*DATA FOR THIS EXERCISE*.
++++++++++

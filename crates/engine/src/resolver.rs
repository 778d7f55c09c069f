// SDB - Snapshot Debugger
// Copyright (C) 2024 Zhuo Zhang and Wuqi Zhang
//
// This program is free software: you can redistribute it and/or modify
// it under the terms of the GNU Affero General Public License as published by
// the Free Software Foundation, either version 3 of the License, or
// (at your option) any later version.
//
// This program is distributed in the hope that it will be useful,
// but WITHOUT ANY WARRANTY; without even the implied warranty of
// MERCHANTABILITY or FITNESS FOR A PARTICULAR PURPOSE. See the
// GNU Affero General Public License for more details.
//
// You should have received a copy of the GNU Affero General Public License
// along with this program. If not, see <https://www.gnu.org/licenses/>.

//! Resolution of breakpoint ids to fully hydrated breakpoints.

use std::{
    collections::HashMap,
    fmt,
    future::Future,
    pin::Pin,
    sync::{
        atomic::{AtomicU64, Ordering},
        Arc,
    },
    task::{Context, Poll},
};

use parking_lot::Mutex;
use sdb_common::{
    client::RemoteDebuggerClient,
    error::{DebuggerError, DebuggerResult},
    types::RemoteBreakpoint,
};
use tokio::{sync::oneshot, task::AbortHandle};
use tracing::{debug, trace, warn};

use crate::controller::SyncController;

/// Pending result of [`SnapshotResolver::resolve`].
///
/// Always completes: with the breakpoint, with the fetch error, or with
/// [`DebuggerError::Cancelled`] when the resolver was torn down first.
#[derive(Debug)]
pub struct ResolveHandle {
    rx: oneshot::Receiver<DebuggerResult<RemoteBreakpoint>>,
}

impl ResolveHandle {
    fn ready(result: DebuggerResult<RemoteBreakpoint>) -> Self {
        let (tx, rx) = oneshot::channel();
        // The receiver is alive, the send cannot fail
        let _ = tx.send(result);
        Self { rx }
    }
}

impl Future for ResolveHandle {
    type Output = DebuggerResult<RemoteBreakpoint>;

    fn poll(mut self: Pin<&mut Self>, cx: &mut Context<'_>) -> Poll<Self::Output> {
        Pin::new(&mut self.rx)
            .poll(cx)
            .map(|received| received.unwrap_or(Err(DebuggerError::Cancelled)))
    }
}

/// Turns lightweight list entries into hydrated breakpoints, memoizing final
/// ones in the controller's cache.
pub struct SnapshotResolver<C: RemoteDebuggerClient> {
    controller: SyncController<C>,
    in_flight: Arc<Mutex<HashMap<u64, AbortHandle>>>,
    next_request: AtomicU64,
}

impl<C: RemoteDebuggerClient> fmt::Debug for SnapshotResolver<C> {
    fn fmt(&self, f: &mut fmt::Formatter<'_>) -> fmt::Result {
        f.debug_struct("SnapshotResolver").field("in_flight", &self.in_flight_count()).finish()
    }
}

impl<C: RemoteDebuggerClient> SnapshotResolver<C> {
    /// Creates a resolver reading from `controller`.
    pub fn new(controller: SyncController<C>) -> Self {
        Self {
            controller,
            in_flight: Arc::new(Mutex::new(HashMap::new())),
            next_request: AtomicU64::new(0),
        }
    }

    /// Resolves `id` using the cheapest available source.
    ///
    /// Unknown ids fail with [`DebuggerError::NotFound`]. Non-final entries
    /// are returned as listed. Final entries come from the cache, or are
    /// fetched on a background task and cached on success.
    ///
    /// Must be called within a tokio runtime.
    pub fn resolve(&self, id: &str) -> ResolveHandle {
        let state = self.controller.state();
        let Some(entry) = state.find(id) else {
            debug!("Cannot resolve {}, it is not in the current list", id);
            return ResolveHandle::ready(Err(DebuggerError::not_found(id)));
        };

        if !entry.is_final_state {
            return ResolveHandle::ready(Ok(entry.clone()));
        }

        if let Some(cached) = self.controller.cached_final(id) {
            trace!("Resolved {} from cache", id);
            return ResolveHandle::ready(Ok(cached));
        }

        let (tx, rx) = oneshot::channel();
        let request = self.next_request.fetch_add(1, Ordering::SeqCst);
        let controller = self.controller.clone();
        let in_flight = self.in_flight.clone();
        let id = id.to_string();

        // Hold the registry lock so the task cannot deregister before it is registered
        let mut registry = self.in_flight.lock();
        let task = tokio::spawn(async move {
            debug!("Fetching final breakpoint {}", id);
            let result = controller.fetch_breakpoint(&id).await;
            match &result {
                Ok(breakpoint) => {
                    if !controller.cache_final(breakpoint) {
                        trace!("Not caching {}, it left the list or is not final", id);
                    }
                }
                Err(err) if err.is_cancelled() => {}
                Err(err) => warn!("Exception resolving breakpoint {}: {}", id, err),
            }
            in_flight.lock().remove(&request);
            // Nobody waiting is fine
            let _ = tx.send(result);
        });
        registry.insert(request, task.abort_handle());

        ResolveHandle { rx }
    }

    /// Number of fetches still running.
    pub fn in_flight_count(&self) -> usize {
        self.in_flight.lock().len()
    }

    /// Aborts every running fetch. Their handles complete with
    /// [`DebuggerError::Cancelled`] and nothing is logged.
    pub fn cancel_all(&self) {
        let aborted: Vec<_> = self.in_flight.lock().drain().map(|(_, handle)| handle).collect();
        if !aborted.is_empty() {
            trace!("Cancelling {} snapshot fetches", aborted.len());
        }
        for handle in aborted {
            handle.abort();
        }
    }
}

#[cfg(test)]
mod tests {
    use super::*;
    use crate::config::SyncConfig;
    use sdb_common::test_utils::{
        active_breakpoint, final_breakpoint, hydrated_breakpoint, MockDebuggerClient,
    };
    use std::time::Duration;

    async fn setup(
        breakpoints: Vec<RemoteBreakpoint>,
    ) -> (Arc<MockDebuggerClient>, SyncController<MockDebuggerClient>) {
        let client = Arc::new(MockDebuggerClient::new());
        client.push_breakpoints(breakpoints, "t1");
        let controller = SyncController::new(client.clone(), SyncConfig::immediate());
        controller.initialize("debuggee-1").await.unwrap();
        (client, controller)
    }

    #[tokio::test]
    async fn test_unknown_id_is_not_found() {
        let (client, controller) = setup(vec![]).await;
        let resolver = SnapshotResolver::new(controller);

        let err = resolver.resolve("bp-404").await.unwrap_err();
        assert_eq!(err, DebuggerError::not_found("bp-404"));
        assert!(client.fetched_ids().is_empty());
    }

    #[tokio::test]
    async fn test_active_entry_is_returned_as_listed() {
        let (client, controller) = setup(vec![active_breakpoint("bp-1", "foo.java", 42)]).await;
        let resolver = SnapshotResolver::new(controller);

        let bp = resolver.resolve("bp-1").await.unwrap();
        assert_eq!(bp, active_breakpoint("bp-1", "foo.java", 42));
        assert!(client.fetched_ids().is_empty());
    }

    #[tokio::test]
    async fn test_final_entry_is_fetched_once_then_cached() {
        let (client, controller) = setup(vec![final_breakpoint("bp-1", "foo.java", 42)]).await;
        client.insert_get("bp-1", Ok(hydrated_breakpoint("bp-1", "foo.java", 42)));
        let resolver = SnapshotResolver::new(controller.clone());

        let first = resolver.resolve("bp-1").await.unwrap();
        let second = resolver.resolve("bp-1").await.unwrap();

        assert!(first.is_hydrated());
        assert_eq!(first, second);
        assert_eq!(client.fetched_ids(), vec!["bp-1".to_string()]);
        assert!(controller.cached_final("bp-1").is_some());
    }

    #[tokio::test]
    async fn test_failed_fetch_is_not_cached() {
        let (client, controller) = setup(vec![final_breakpoint("bp-1", "foo.java", 42)]).await;
        client.insert_get("bp-1", Err(DebuggerError::remote("internal error")));
        let resolver = SnapshotResolver::new(controller.clone());

        let err = resolver.resolve("bp-1").await.unwrap_err();
        assert_eq!(err, DebuggerError::remote("internal error"));
        assert_eq!(controller.cached_count(), 0);

        // A retry goes to the service again
        client.insert_get("bp-1", Ok(hydrated_breakpoint("bp-1", "foo.java", 42)));
        assert!(resolver.resolve("bp-1").await.is_ok());
        assert_eq!(client.fetched_ids().len(), 2);
    }

    #[tokio::test]
    async fn test_cancel_all_completes_handles_with_cancelled() {
        let (client, controller) = setup(vec![final_breakpoint("bp-1", "foo.java", 42)]).await;
        client.insert_get("bp-1", Ok(hydrated_breakpoint("bp-1", "foo.java", 42)));
        client.hold_gets();
        let resolver = SnapshotResolver::new(controller.clone());

        let handle = resolver.resolve("bp-1");
        tokio::time::sleep(Duration::from_millis(20)).await;
        assert_eq!(resolver.in_flight_count(), 1);

        resolver.cancel_all();
        let result = tokio::time::timeout(Duration::from_secs(5), handle).await.unwrap();
        assert_eq!(result, Err(DebuggerError::Cancelled));
        assert_eq!(resolver.in_flight_count(), 0);
        assert_eq!(controller.cached_count(), 0);
    }
}
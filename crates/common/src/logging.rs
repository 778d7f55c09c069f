// SDB - Snapshot Debugger
// Copyright (C) 2024 Zhuo Zhang and Wuqi Zhang
//
// This program is free software: you can redistribute it and/or modify
// it under the terms of the GNU Affero General Public License as published by
// the Free Software Foundation, either version 3 of the License, or
// (at your option) any later version.
//
// This program is distributed in the hope that it will be useful,
// but WITHOUT ANY WARRANTY; without even the implied warranty of
// MERCHANTABILITY or FITNESS FOR A PARTICULAR PURPOSE. See the
// GNU Affero General Public License for more details.
//
// You should have received a copy of the GNU Affero General Public License
// along with this program. If not, see <https://www.gnu.org/licenses/>.

//! Logging bootstrap for SDB components.
//!
//! Console output is always enabled. File output is optional and goes to a
//! daily rolling file under `<tmp>/sdb-logs/<component>/`.

use eyre::Result;
use std::{env, fs, path::PathBuf, sync::Once};
use tracing::Level;
use tracing_appender::{non_blocking, rolling};
use tracing_subscriber::{
    fmt::{self, format::FmtSpan, time::LocalTime},
    layer::SubscriberExt,
    util::SubscriberInitExt,
    EnvFilter, Layer,
};

/// Initializes logging for a long running component, e.g. the CLI host.
///
/// `RUST_LOG` is respected and defaults to `info`.
pub fn init_logging(component_name: &str, enable_file_logging: bool) -> Result<()> {
    let env_filter = default_filter("info")?;

    let console_layer = fmt::layer()
        .with_writer(std::io::stderr)
        .with_target(true)
        .with_thread_ids(true)
        .with_thread_names(true)
        .with_file(true)
        .with_line_number(true)
        .with_span_events(FmtSpan::CLOSE)
        .with_timer(LocalTime::rfc_3339())
        .with_ansi(true)
        .pretty();

    if enable_file_logging {
        let log_dir = create_log_directory(component_name)?;

        let file_appender = rolling::daily(&log_dir, format!("{component_name}.log"));
        let (non_blocking_appender, guard) = non_blocking(file_appender);

        // The writer must outlive every span, keep it for the process lifetime.
        std::mem::forget(guard);

        let file_layer = fmt::layer()
            .with_target(true)
            .with_thread_ids(true)
            .with_thread_names(true)
            .with_file(true)
            .with_line_number(true)
            .with_span_events(FmtSpan::CLOSE)
            .with_timer(LocalTime::rfc_3339())
            .with_ansi(false)
            .with_writer(non_blocking_appender);

        tracing_subscriber::registry()
            .with(env_filter)
            .with(console_layer.with_filter(filter_for_console()))
            .with(file_layer.with_filter(filter_for_file()))
            .try_init()
            .map_err(|e| eyre::eyre!("Failed to initialize tracing subscriber: {}", e))?;

        tracing::info!(
            component = component_name,
            log_dir = %log_dir.display(),
            "Logging initialized with console and file output"
        );
    } else {
        tracing_subscriber::registry()
            .with(env_filter)
            .with(console_layer)
            .try_init()
            .map_err(|e| eyre::eyre!("Failed to initialize tracing subscriber: {}", e))?;

        tracing::info!(component = component_name, "Logging initialized with console output only");
    }

    log_environment_info(component_name);

    Ok(())
}

fn default_filter(level: &str) -> Result<EnvFilter> {
    EnvFilter::try_from_default_env()
        .or_else(|_| EnvFilter::try_new(level))
        .map_err(|e| eyre::eyre!("Failed to create environment filter: {}", e))
}

fn create_log_directory(component_name: &str) -> Result<PathBuf> {
    let log_dir = env::temp_dir().join("sdb-logs").join(component_name);
    fs::create_dir_all(&log_dir)?;
    Ok(log_dir)
}

fn filter_for_console() -> EnvFilter {
    // Long-polls keep HTTP clients chatty
    let mut filter = EnvFilter::from_default_env();
    for directive in ["hyper=warn", "hyper_util=warn", "reqwest=warn"] {
        if let Ok(directive) = directive.parse() {
            filter = filter.add_directive(directive);
        }
    }
    filter
}

fn filter_for_file() -> EnvFilter {
    EnvFilter::from_default_env()
}

fn log_environment_info(component_name: &str) {
    let rust_log = env::var("RUST_LOG").unwrap_or_else(|_| "info".to_string());
    let args: Vec<String> = env::args().collect();

    tracing::info!(
        component = component_name,
        rust_log = %rust_log,
        args = ?args,
        "Environment information"
    );

    if let Ok(current_dir) = env::current_dir() {
        tracing::debug!(
            working_directory = %current_dir.display(),
            "Working directory"
        );
    }
}

/// Initializes compact console-only logging.
pub fn init_simple_logging(level: Level) -> Result<()> {
    let env_filter = default_filter(level.as_str())?;

    tracing_subscriber::fmt()
        .with_env_filter(env_filter)
        .with_target(false)
        .compact()
        .try_init()
        .map_err(|e| eyre::eyre!("Failed to initialize simple logging: {}", e))?;

    Ok(())
}

static TEST_LOGGING_INIT: Once = Once::new();

/// Initializes logging once per test binary. Safe to call from every test.
pub fn ensure_test_logging(default_level: Option<Level>) {
    TEST_LOGGING_INIT.call_once(|| {
        let default_level = default_level.unwrap_or(Level::INFO);
        // A subscriber may already be installed by the harness
        let _ = init_simple_logging(default_level);
    });
}

#[cfg(test)]
mod tests {
    use super::*;
    use tracing::{debug, error, info, warn};

    #[test]
    fn test_logging_functions_work() {
        ensure_test_logging(None);

        info!("Test info message");
        warn!("Test warning message");
        debug!("Test debug message");
        error!("Test error message");
    }

    #[test]
    fn test_log_directory_creation() {
        let log_dir = create_log_directory("test-component").unwrap();
        assert!(log_dir.exists());
        assert!(log_dir.to_string_lossy().contains("sdb-logs"));
        assert!(log_dir.to_string_lossy().contains("test-component"));
    }

    #[test]
    fn test_repeated_initialization_does_not_panic() {
        ensure_test_logging(None);

        // The global subscriber is already set, both calls fail gracefully
        let _ = init_logging("test-fancy-1", false);
        let _ = init_simple_logging(Level::DEBUG);

        info!("Test logging after repeated init attempts");
    }
}
//! Paginated result sets and their navigation links.
//!
//! Links carry every filter parameter the caller supplied, so following
//! `next` reproduces the same filtered, ordered collection one page later.

use serde::Serialize;
use serde_json::{Map, Value};
use url::form_urlencoded::Serializer;

/// Query-string keys that steer pagination rather than filter rows.
pub const PAGE_KEYS: [&str; 2] = ["page", "per_page"];

#[derive(Debug, Clone, PartialEq)]
pub struct PaginateRequest {
    pub per_page: Option<u32>,
    pub page: u32,
    pub columns: Option<Vec<String>>,
    pub total: Option<u64>,
    pub filters: Map<String, Value>,
    pub path: String,
}

impl Default for PaginateRequest {
    fn default() -> Self {
        Self {
            per_page: None,
            page: 1,
            columns: None,
            total: None,
            filters: Map::new(),
            path: String::new(),
        }
    }
}

impl PaginateRequest {
    pub fn new() -> Self {
        Self::default()
    }

    pub fn per_page(mut self, per_page: u32) -> Self {
        self.per_page = Some(per_page);
        self
    }

    pub fn page(mut self, page: u32) -> Self {
        self.page = page.max(1);
        self
    }

    pub fn columns<I, S>(mut self, columns: I) -> Self
    where
        I: IntoIterator<Item = S>,
        S: Into<String>,
    {
        self.columns = Some(columns.into_iter().map(Into::into).collect());
        self
    }

    /// Caller filters without the pagination keys.
    pub fn filter_params(&self) -> Map<String, Value> {
        self.filters
            .iter()
            .filter(|(key, _)| !PAGE_KEYS.contains(&key.as_str()))
            .map(|(key, value)| (key.clone(), value.clone()))
            .collect()
    }

    /// A total already known to the caller; skips the count query.
    pub fn total(mut self, total: u64) -> Self {
        self.total = Some(total);
        self
    }

    pub fn filters(mut self, filters: Map<String, Value>) -> Self {
        self.filters = filters;
        self
    }

    pub fn path(mut self, path: impl Into<String>) -> Self {
        self.path = path.into();
        self
    }
}

#[derive(Debug, Clone, PartialEq, Eq, Serialize)]
pub struct PageMeta {
    pub current_page: u32,
    pub per_page: u32,
    pub total: u64,
    pub last_page: u32,
    pub from: Option<u64>,
    pub to: Option<u64>,
}

impl PageMeta {
    pub fn new(current_page: u32, per_page: u32, total: u64, items_on_page: usize) -> Self {
        let per_page = per_page.max(1);
        let last_page = total.div_ceil(u64::from(per_page)).max(1).min(u64::from(u32::MAX)) as u32;
        let (from, to) = if items_on_page == 0 {
            (None, None)
        } else {
            let from = u64::from(current_page.saturating_sub(1)) * u64::from(per_page) + 1;
            (Some(from), Some(from + items_on_page as u64 - 1))
        };

        Self {
            current_page,
            per_page,
            total,
            last_page,
            from,
            to,
        }
    }
}

#[derive(Debug, Clone, PartialEq, Eq, Serialize)]
pub struct PageLinks {
    pub first: String,
    pub last: String,
    pub prev: Option<String>,
    pub next: Option<String>,
}

impl PageLinks {
    pub fn build(path: &str, filters: &Map<String, Value>, meta: &PageMeta) -> Self {
        let link = |page: u32| page_url(path, filters, meta.per_page, page);
        Self {
            first: link(1),
            last: link(meta.last_page),
            prev: (meta.current_page > 1).then(|| link(meta.current_page - 1)),
            next: (meta.current_page < meta.last_page).then(|| link(meta.current_page + 1)),
        }
    }
}

#[derive(Debug, Clone, PartialEq, Serialize)]
pub struct Page<T> {
    pub data: Vec<T>,
    pub meta: PageMeta,
    pub links: PageLinks,
}

impl<T> Page<T> {
    pub fn map<U>(self, f: impl FnMut(T) -> U) -> Page<U> {
        Page {
            data: self.data.into_iter().map(f).collect(),
            meta: self.meta,
            links: self.links,
        }
    }

    pub fn is_empty(&self) -> bool {
        self.data.is_empty()
    }
}

/// Link to `page`, keeping every caller filter in the query string.
pub fn page_url(path: &str, filters: &Map<String, Value>, per_page: u32, page: u32) -> String {
    let mut query = Serializer::new(String::new());
    for (key, value) in filters {
        if PAGE_KEYS.contains(&key.as_str()) {
            continue;
        }
        append_param(&mut query, key, value);
    }
    query.append_pair("per_page", &per_page.to_string());
    query.append_pair("page", &page.to_string());
    format!("{}?{}", path, query.finish())
}

fn append_param(query: &mut Serializer<'_, String>, key: &str, value: &Value) {
    match value {
        Value::Null => {
            query.append_pair(key, "");
        }
        Value::String(text) => {
            query.append_pair(key, text);
        }
        Value::Array(items) => {
            let key = format!("{}[]", key);
            for item in items {
                append_param(query, &key, item);
            }
        }
        Value::Object(nested) => {
            for (inner, item) in nested {
                append_param(query, &format!("{}[{}]", key, inner), item);
            }
        }
        other => {
            query.append_pair(key, &other.to_string());
        }
    }
}

#[cfg(test)]
mod tests {
    use super::*;
    use serde_json::json;

    #[test]
    fn meta_for_empty_result() {
        let meta = PageMeta::new(1, 15, 0, 0);
        assert_eq!(meta.last_page, 1);
        assert_eq!(meta.from, None);
        assert_eq!(meta.to, None);
    }

    #[test]
    fn meta_for_middle_page() {
        let meta = PageMeta::new(2, 10, 25, 10);
        assert_eq!(meta.last_page, 3);
        assert_eq!(meta.from, Some(11));
        assert_eq!(meta.to, Some(20));
    }

    #[test]
    fn links_preserve_filters() {
        let filters = json!({"phone": "+62", "status": ["PENDING", "FAILED"], "page": 9});
        let filters = filters.as_object().unwrap();
        let meta = PageMeta::new(2, 10, 25, 10);
        let links = PageLinks::build("/phones", filters, &meta);

        assert_eq!(links.first, "/phones?phone=%2B62&status%5B%5D=PENDING&status%5B%5D=FAILED&per_page=10&page=1");
        assert!(links.prev.as_deref().unwrap().ends_with("page=1"));
        assert!(links.next.as_deref().unwrap().ends_with("page=3"));
        assert!(links.last.ends_with("page=3"));
    }

    #[test]
    fn single_page_has_no_neighbours() {
        let meta = PageMeta::new(1, 10, 3, 3);
        let links = PageLinks::build("", &Map::new(), &meta);
        assert_eq!(links.prev, None);
        assert_eq!(links.next, None);
        assert_eq!(links.first, "?per_page=10&page=1");
    }
}
//! Entities shipped with the crate.
//!
//! Each module declares one [`Schema`](crate::libs::schema::Schema) and a
//! `factory` the registry calls to instantiate it.

pub mod encoding;
pub mod export_job;
pub mod phone;
pub mod report_summary;
pub mod timezone;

++++++++++

*EXERCISE REQUIREMENTS*. The assignment is to restate, word for word, each line from the one containing "pub mod encoding;" through the final line of the material above.

*EXERCISE OUTPUT*.
pub mod encoding;
pub mod export_job;
pub mod phone;
pub mod report_summary;
pub mod timezone;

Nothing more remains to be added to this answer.